Partiendo desde el antiguo camino a San Martín que sale desde el pueblo, tomamos el primer desvío a la derecha, una pista de tierra que nos lleva a través de la partida conocida como “Matero” hasta los primeros viñedos. El sendero desciende entre cepas viejas y nuevas, de vaso y en espaldera, entrelazadas con almendros, como era la costumbre para aprovechar la tierra.
Continuamos bajando hasta que el sendero termina en un barranco. No caigáis en la tentación de uniros a la carretera general del pueblo, si tomáis el barranco de Pallaruelo a vuestra izquierda llegaréis a una de las antiguas fuentes, un bello paraje en el que lo único que echamos de menos es el agua, desgraciadamente. Muchos eran los manantiales que abastecían a los secastillanos tiempo atrás, hoy la mayoría están abandonados y secos. El agua era entonces un bien escaso, a menudo su acarreo implicaba varias horas de camino, madrugones, pelear con las caballerías… El agua se almacenaba en grandes tinajas de barro en las casas. Precisamente por la escasez de agua en el terreno era el vino en Secastilla tan necesario y apreciado, desarrollándose durante siglos las variedades autóctonas: garnacha primordialmente, pero también parrel y alcañón.
Tras visitar la fuente de Pallaruelo, volvemos sobre nuestros pasos siguiendo el barranco y tras cruzar la carretera retomamos el sendero bajo bellísimos robles, algunos de impresionante tamaño. Campos de labor, casetas de monte bien rehabilitadas, y a nuestra derecha el pueblo, teñido con la suave luz del atardecer. Constatamos que mientras las poblaciones vecinas de La Puebla de Castro y Ubiergo se quedan ya sin sol, la orientación y localización de Secastilla le permiten disfrutar de más de una hora de sol extraordinaria. No en vano los mejores viñedos están en este lado del valle, tal y como la primera parte de nuestro recorrido nos ha mostrado.
El camino sigue hacia la izquierda bordeando campos, pero nos adentraremos en un pequeño bosque que baja hasta el barranco para buscar el PR que reconstruye el trayecto a pie entre Secastilla y La Puebla de Castro. Veremos las inconfundibles marcas en blanco y amarillo y la nueva señalización llevada a cabo gracias al Plan de Dinamización Turística de la Comarca de la Ribagorza. Tomamos dirección a Secastilla y en pocos minutos estamos en el cementerio municipal, todavía rodeado de viña. En su puerta, la obra del herrero gradense Dámaso Carrera queda para la posteridad en una placa. Hace pocos meses la editorial Xordica de Zaragoza ha publicado un libro con algunos de los relatos que “Damasón” registró para el lingüista francés Sarohïandy, quien anduvo más de veinte años por estos valles documentando nuestra casi extinta variedad dialectal: el aragonés bajorribagorzano.

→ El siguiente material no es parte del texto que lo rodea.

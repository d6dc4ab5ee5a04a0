//! Error types for the FastUAV optimizer
//!
//! Three categories with different propagation rules:
//! setup errors fail fast, evaluation failures are absorbed into data,
//! engine errors abort an in-progress run.

use thiserror::Error;

/// Result type alias using SizingError
pub type Result<T> = std::result::Result<T, SizingError>;

/// Unified error type for optimizer operations
#[derive(Debug, Error)]
pub enum SizingError {
    // Configuration-time errors
    #[error("Setup error: {0}")]
    Setup(#[from] SetupError),

    // Evolution engine errors
    #[error("Engine error: {0}")]
    Engine(#[from] EngineError),

    // Record sink errors
    #[error("Record error: {0}")]
    Record(String),

    // Serialization errors
    #[error("Serialization error: {0}")]
    Serialization(String),

    // Generic internal error
    #[error("Internal error: {0}")]
    Internal(String),
}

/// Fatal errors detected before any generation runs
#[derive(Debug, Clone, PartialEq, Error)]
pub enum SetupError {
    #[error("Dimension mismatch for {name}: expected {expected}, got {actual}")]
    DimensionMismatch {
        name: String,
        expected: usize,
        actual: usize,
    },

    #[error("Unknown design variable: {0}")]
    UnknownVariable(String),

    #[error("Missing value for design variable: {0}")]
    MissingVariable(String),

    #[error("Duplicate name: {0}")]
    DuplicateName(String),

    #[error("No design variable declared")]
    NoDesignVariable,

    #[error("No objective declared")]
    NoObjective,

    #[error("Invalid bounds for {name}[{index}]: lower {lower} > upper {upper}")]
    InvalidBounds {
        name: String,
        index: usize,
        lower: f64,
        upper: f64,
    },

    #[error("Objective weight names no declared objective: {0}")]
    UnknownObjectiveWeight(String),

    #[error("No weight given for objective: {0}")]
    MissingObjectiveWeight(String),

    #[error("Invalid parameter {name}: {reason}")]
    InvalidParameter { name: String, reason: String },

    #[error(
        "Concurrency group of {group} is not evenly divisible by {procs_per_model} processors per model"
    )]
    UnevenWorkerPool { group: usize, procs_per_model: usize },
}

impl SetupError {
    /// Shorthand for an invalid configuration parameter
    pub fn invalid(name: &str, reason: impl Into<String>) -> Self {
        SetupError::InvalidParameter {
            name: name.to_string(),
            reason: reason.into(),
        }
    }
}

/// Errors raised by an evolution engine
#[derive(Debug, Clone, PartialEq, Error)]
pub enum EngineError {
    #[error("Engine used before configure()")]
    NotConfigured,

    #[error("Invalid engine settings: {0}")]
    InvalidSettings(String),

    #[error("Population size mismatch: expected {expected}, got {actual}")]
    PopulationMismatch { expected: usize, actual: usize },

    #[error("Candidate {index} has dimension {actual}, expected {expected}")]
    CandidateDimension {
        index: usize,
        expected: usize,
        actual: usize,
    },

    #[error("Non-finite fitness for candidate {index}: {value}")]
    NonFiniteFitness { index: usize, value: f64 },

    #[error("Numerical failure: {0}")]
    Numerical(String),
}

/// Recoverable failure raised by a model evaluation.
///
/// Never escapes the fitness evaluator: the candidate gets the failure
/// sentinel instead.
#[derive(Debug, Clone, PartialEq, Error)]
#[error("Model evaluation failed: {reason}")]
pub struct EvaluationFailure {
    pub reason: String,
}

impl EvaluationFailure {
    pub fn new(reason: impl Into<String>) -> Self {
        Self {
            reason: reason.into(),
        }
    }
}

// Implement From for common external error types
impl From<serde_json::Error> for SizingError {
    fn from(err: serde_json::Error) -> Self {
        SizingError::Serialization(err.to_string())
    }
}

impl From<std::io::Error> for SizingError {
    fn from(err: std::io::Error) -> Self {
        SizingError::Record(err.to_string())
    }
}

impl From<anyhow::Error> for SizingError {
    fn from(err: anyhow::Error) -> Self {
        SizingError::Internal(err.to_string())
    }
}
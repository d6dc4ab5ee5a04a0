//! End-to-end tests for the FastUAV optimizer
//!
//! - Constrained quadratic with exact and quadratic penalties
//! - Worker-count independence and determinism
//! - Failure isolation, collective stop, setup rejection

use std::sync::atomic::{AtomicUsize, Ordering};
use std::sync::Arc;

use fastuav_cmaes::{
    CmaEs, CmaEsOptions, EngineResult, EngineSettings, EvolutionEngine, StopSet,
};
use fastuav_common::{
    Constraint, DesignVariable, EngineError, EvaluationFailure, NamedValues, Objective,
    SetupError, SizingError, FAILURE_SENTINEL,
};
use fastuav_driver::{
    FnModel, MemoryRecordSink, ModelEvaluator, ModelOutputs, OptimizationLoop,
    OptimizationProblem, OptimizerConfig, ParallelSettings, RecordStage,
};

// ============ FIXTURES ============

/// `min x0² + x1²` subject to `x0 + x1 ≥ 1` in `[-5, 5]²`, from `[2, 2]`
fn constrained_quadratic() -> OptimizationProblem {
    OptimizationProblem {
        design_variables: vec![DesignVariable::uniform("x", 2, -5.0, 5.0).unwrap()],
        initial: [("x".to_string(), vec![2.0, 2.0])].into_iter().collect(),
        objectives: vec![Objective::new("f")],
        constraints: vec![Constraint::lower("sum", 1.0)],
    }
}

fn quadratic_outputs(design: &NamedValues) -> ModelOutputs {
    let x = &design["x"];
    ModelOutputs::new()
        .objective("f", x[0] * x[0] + x[1] * x[1])
        .constraint("sum", x[0] + x[1])
}

fn quadratic_model() -> Arc<dyn ModelEvaluator> {
    Arc::new(FnModel(|design: &NamedValues| Ok(quadratic_outputs(design))))
}

fn config(seed: u64, workers: usize) -> OptimizerConfig {
    OptimizerConfig {
        sigma0: 1.0,
        seed: Some(seed),
        parallel: ParallelSettings {
            run_parallel: workers > 1,
            procs_per_model: 1,
            concurrency_group: workers,
        },
        ..Default::default()
    }
}

fn capped(max_iterations: u64) -> impl Fn() -> CmaEs + Send + Sync + 'static {
    move || {
        CmaEs::new(CmaEsOptions {
            max_iterations: Some(max_iterations),
            ..Default::default()
        })
    }
}

fn assert_close(actual: f64, expected: f64, tol: f64) {
    assert!(
        (actual - expected).abs() < tol,
        "expected {expected} ± {tol}, got {actual}"
    );
}

// ============ CONVERGENCE ============

#[tokio::test]
async fn test_exact_penalty_reaches_constrained_optimum() {
    let report = OptimizationLoop::new(
        config(2024, 1),
        constrained_quadratic(),
        quadratic_model(),
        CmaEs::default,
    )
    .run()
    .await
    .unwrap();

    assert!(report.success);
    assert!(!report.stop_criteria.is_empty());
    assert_close(report.best["x"][0], 0.5, 1e-2);
    assert_close(report.best["x"][1], 0.5, 1e-2);
    assert_close(report.fitness, 0.5, 1e-2);

    let outputs = report.final_outputs.unwrap();
    assert_close(outputs.constraints["sum"][0], 1.0, 1e-2);
}

#[tokio::test]
async fn test_upper_bound_form_keeps_unconstrained_optimum() {
    // x0 + x1 - 1 <= 0 holds at the origin, so the constraint is inactive
    let mut problem = constrained_quadratic();
    problem.constraints = vec![Constraint::upper("sum", 1.0)];

    let report = OptimizationLoop::new(config(11, 1), problem, quadratic_model(), CmaEs::default)
        .run()
        .await
        .unwrap();

    assert!(report.success);
    assert_close(report.best["x"][0], 0.0, 1e-2);
    assert_close(report.best["x"][1], 0.0, 1e-2);
    assert_close(report.fitness, 0.0, 1e-4);
    assert!(report.final_feasible);

    let outputs = report.final_outputs.unwrap();
    assert!(outputs.constraints["sum"][0] < 1.0);
}

#[tokio::test]
async fn test_quadratic_penalty_reaches_penalised_optimum() {
    let mut cfg = config(7, 1);
    cfg.penalty.exponent = 2.0;

    let report = OptimizationLoop::new(cfg, constrained_quadratic(), quadratic_model(), CmaEs::default)
        .run()
        .await
        .unwrap();

    // Stationary point of 2t² + 10 (1 - 2t)²
    let t = 10.0 / 21.0;
    assert_close(report.best["x"][0], t, 1e-2);
    assert_close(report.best["x"][1], t, 1e-2);
    assert_close(report.fitness, 2.0 * t * t + 10.0 * (1.0 - 2.0 * t).powi(2), 1e-2);
    assert!(!report.final_feasible);
}

#[tokio::test]
async fn test_zero_penalty_ignores_constraint() {
    let mut cfg = config(3, 1);
    cfg.penalty.parameter = 0.0;

    let report = OptimizationLoop::new(cfg, constrained_quadratic(), quadratic_model(), CmaEs::default)
        .run()
        .await
        .unwrap();

    assert_close(report.best["x"][0], 0.0, 1e-2);
    assert_close(report.best["x"][1], 0.0, 1e-2);
    assert!(!report.final_feasible);
}

// ============ PARALLELISM ============

#[tokio::test(flavor = "multi_thread", worker_threads = 4)]
async fn test_worker_count_does_not_change_results() {
    let sequential_records = Arc::new(MemoryRecordSink::new());
    let parallel_records = Arc::new(MemoryRecordSink::new());

    let sequential = OptimizationLoop::new(
        config(99, 1),
        constrained_quadratic(),
        quadratic_model(),
        capped(15),
    )
    .with_record_sink(sequential_records.clone())
    .run()
    .await
    .unwrap();

    let parallel = OptimizationLoop::new(
        config(99, 4),
        constrained_quadratic(),
        quadratic_model(),
        capped(15),
    )
    .with_record_sink(parallel_records.clone())
    .run()
    .await
    .unwrap();

    assert_eq!(sequential.workers, 1);
    assert_eq!(parallel.workers, 4);
    assert_eq!(sequential.best_x, parallel.best_x);
    assert_eq!(sequential.fitness, parallel.fitness);
    assert_eq!(sequential.generations, parallel.generations);

    let a = sequential_records.records();
    let b = parallel_records.records();
    assert_eq!(a.len(), b.len());
    for (ra, rb) in a.iter().zip(&b) {
        assert_eq!(ra.generation, rb.generation);
        assert_eq!(ra.x, rb.x);
        assert_eq!(ra.fitness, rb.fitness);
    }
}

#[tokio::test]
async fn test_same_seed_reproduces_trajectory() {
    let run = |seed| async move {
        let sink = Arc::new(MemoryRecordSink::new());
        let report = OptimizationLoop::new(
            config(seed, 2),
            constrained_quadratic(),
            quadratic_model(),
            capped(10),
        )
        .with_record_sink(sink.clone())
        .run()
        .await
        .unwrap();
        (report, sink.records())
    };

    let (first, first_records) = run(5).await;
    let (second, second_records) = run(5).await;
    assert_eq!(first.seed, 5);
    assert_eq!(first.best_x, second.best_x);
    assert_eq!(first.fitness, second.fitness);
    let xs = |records: &[fastuav_driver::EvaluationRecord]| {
        records.iter().map(|r| r.x.clone()).collect::<Vec<_>>()
    };
    assert_eq!(xs(&first_records), xs(&second_records));

    let (other, _) = run(6).await;
    assert_ne!(first.best_x, other.best_x);
}

// ============ FAILURES ============

#[tokio::test(flavor = "multi_thread", worker_threads = 2)]
async fn test_failed_evaluation_is_isolated() {
    let calls = Arc::new(AtomicUsize::new(0));
    let counter = Arc::clone(&calls);
    let model: Arc<dyn ModelEvaluator> = Arc::new(FnModel(move |design: &NamedValues| {
        if counter.fetch_add(1, Ordering::SeqCst) == 0 {
            return Err(EvaluationFailure::new("aerodynamic solver did not converge"));
        }
        Ok(quadratic_outputs(design))
    }));

    let sink = Arc::new(MemoryRecordSink::new());
    let report = OptimizationLoop::new(config(17, 3), constrained_quadratic(), model, capped(8))
        .with_record_sink(sink.clone())
        .run()
        .await
        .unwrap();

    assert!(report.success);
    assert_eq!(report.generations, 8);

    let first = sink.generation(1);
    assert_eq!(first.len(), 6);
    let failed: Vec<_> = first.iter().filter(|r| r.failed).collect();
    assert_eq!(failed.len(), 1);
    assert_eq!(failed[0].fitness, FAILURE_SENTINEL);
    assert!(!failed[0].feasible);
    assert!(first.iter().filter(|r| !r.failed).all(|r| r.fitness < FAILURE_SENTINEL));

    // Every generation recorded, plus the final re-run
    let records = sink.records();
    assert_eq!(records.len(), 8 * 6 + 1);
    assert_eq!(records.last().unwrap().stage, RecordStage::Final);
}

// ============ COLLECTIVE STOP ============

/// CMA-ES replica that reports an extra criterion from a given generation on
struct StopAfter {
    inner: CmaEs,
    generation: u64,
    at: u64,
}

impl EvolutionEngine for StopAfter {
    fn configure(&mut self, settings: EngineSettings) -> Result<(), EngineError> {
        self.inner.configure(settings)
    }

    fn ask(&mut self) -> Result<Vec<Vec<f64>>, EngineError> {
        self.inner.ask()
    }

    fn tell(&mut self, candidates: &[Vec<f64>], fitness: &[f64]) -> Result<(), EngineError> {
        self.inner.tell(candidates, fitness)?;
        self.generation += 1;
        Ok(())
    }

    fn stop(&self) -> StopSet {
        let mut stop = self.inner.stop();
        if self.generation >= self.at {
            stop.insert("rank_budget".to_string());
        }
        stop
    }

    fn result(&self) -> Result<EngineResult, EngineError> {
        self.inner.result()
    }
}

#[tokio::test]
async fn test_one_replica_stop_ends_run_for_all() {
    let created = Arc::new(AtomicUsize::new(0));
    let factory = {
        let created = Arc::clone(&created);
        move || {
            let rank = created.fetch_add(1, Ordering::SeqCst);
            StopAfter {
                inner: CmaEs::default(),
                generation: 0,
                at: if rank == 1 { 5 } else { u64::MAX },
            }
        }
    };

    let report = OptimizationLoop::new(config(1, 3), constrained_quadratic(), quadratic_model(), factory)
        .run()
        .await
        .unwrap();

    assert_eq!(created.load(Ordering::SeqCst), 3);
    assert_eq!(report.generations, 5);
    assert_eq!(report.evaluations, 5 * 6);
    assert!(report.stop_criteria.contains("rank_budget"));
}

// ============ SETUP ============

#[tokio::test]
async fn test_uneven_worker_pool_rejected_before_evaluation() {
    let calls = Arc::new(AtomicUsize::new(0));
    let counter = Arc::clone(&calls);
    let model: Arc<dyn ModelEvaluator> = Arc::new(FnModel(move |design: &NamedValues| {
        counter.fetch_add(1, Ordering::SeqCst);
        Ok(quadratic_outputs(design))
    }));

    let mut cfg = config(1, 1);
    cfg.parallel = ParallelSettings {
        run_parallel: true,
        procs_per_model: 4,
        concurrency_group: 6,
    };

    let err = OptimizationLoop::new(cfg, constrained_quadratic(), model, CmaEs::default)
        .run()
        .await
        .unwrap_err();

    assert!(matches!(
        err,
        SizingError::Setup(SetupError::UnevenWorkerPool {
            group: 6,
            procs_per_model: 4
        })
    ));
    assert_eq!(calls.load(Ordering::SeqCst), 0);
}

#[tokio::test]
async fn test_unknown_objective_weight_rejected() {
    let mut cfg = config(1, 1);
    cfg.objectives.weights.insert("endurance".to_string(), 1.0);

    let err = OptimizationLoop::new(cfg, constrained_quadratic(), quadratic_model(), CmaEs::default)
        .run()
        .await
        .unwrap_err();

    assert!(matches!(
        err,
        SizingError::Setup(SetupError::UnknownObjectiveWeight(name)) if name == "endurance"
    ));
}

Dejamos el camposanto atrás y seguimos a la izquierda por la nueva carretera asfaltada que conduce al polígono industrial y la estación de servicio. A nuestra izuqierda una pequeña colina completamente aterrazada, paraje en el que una de las grandes bodegas del Somontano quiso ubicar una de sus bodegas, pero todo se quedó en agua de borrajas.
Llegaremos hasta la antigua fuente, y sus maravillosos huertos. Nunca fue agua de consumo humano, pero sí se usó para abrevar caballerías y como lavadero.
El repecho de vuelta al pueblo es lo más agotador de este paseo que nos lleva a conocer, en menos de 2 horas, el entorno más cercano de nuestro maravilloso pueblo.